%%
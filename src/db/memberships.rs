//! Moment/collection membership queries.
//!
//! Membership is set, never toggled: callers state whether the pair should
//! exist and the query converges on that, whatever the current row state.

use crate::models::{now_timestamp, Membership};
use crate::{Error, Result};

use super::DbPool;

/// Make the (moment, collection) pair present or absent.
pub async fn set_membership(
    pool: &DbPool,
    moment_id: &str,
    collection_id: &str,
    present: bool,
) -> Result<Membership> {
    if present {
        sqlx::query(
            r#"
            INSERT OR IGNORE INTO moment_collections (moment_id, collection_id, created_at)
            VALUES (?, ?, ?)
            "#,
        )
        .bind(moment_id)
        .bind(collection_id)
        .bind(now_timestamp())
        .execute(pool)
        .await?;
    } else {
        sqlx::query("DELETE FROM moment_collections WHERE moment_id = ? AND collection_id = ?")
            .bind(moment_id)
            .bind(collection_id)
            .execute(pool)
            .await?;
    }

    Ok(Membership {
        moment_id: moment_id.to_string(),
        collection_id: collection_id.to_string(),
        present,
    })
}

/// Check if a moment is in a collection.
pub async fn is_member(pool: &DbPool, moment_id: &str, collection_id: &str) -> Result<bool> {
    let result = sqlx::query(
        "SELECT 1 FROM moment_collections WHERE moment_id = ? AND collection_id = ? LIMIT 1",
    )
    .bind(moment_id)
    .bind(collection_id)
    .fetch_optional(pool)
    .await?;

    Ok(result.is_some())
}

/// IDs of the collections a moment belongs to.
pub async fn list_collection_ids_for_moment(pool: &DbPool, moment_id: &str) -> Result<Vec<String>> {
    sqlx::query_scalar::<_, String>(
        "SELECT collection_id FROM moment_collections WHERE moment_id = ? ORDER BY created_at",
    )
    .bind(moment_id)
    .fetch_all(pool)
    .await
    .map_err(Error::Database)
}

/// IDs of the moments in a collection.
pub async fn list_moment_ids_for_collection(
    pool: &DbPool,
    collection_id: &str,
) -> Result<Vec<String>> {
    sqlx::query_scalar::<_, String>(
        "SELECT moment_id FROM moment_collections WHERE collection_id = ? ORDER BY created_at",
    )
    .bind(collection_id)
    .fetch_all(pool)
    .await
    .map_err(Error::Database)
}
%%
• _WORK TO COMPLETE_:
Look above for the line holding "is in a collection.", then set down exactly that line and every line after it up to and including the line holding "moment_id: &str) ->", with nothing else.

• _EXPECTED ANSWER_:
/// Check if a moment is in a collection.
pub async fn is_member(pool: &DbPool, moment_id: &str, collection_id: &str) -> Result<bool> {
    let result = sqlx::query(
        "SELECT 1 FROM moment_collections WHERE moment_id = ? AND collection_id = ? LIMIT 1",
    )
    .bind(moment_id)
    .bind(collection_id)
    .fetch_optional(pool)
    .await?;

    Ok(result.is_some())
}

/// IDs of the collections a moment belongs to.
pub async fn list_collection_ids_for_moment(pool: &DbPool, moment_id: &str) -> Result<Vec<String>> {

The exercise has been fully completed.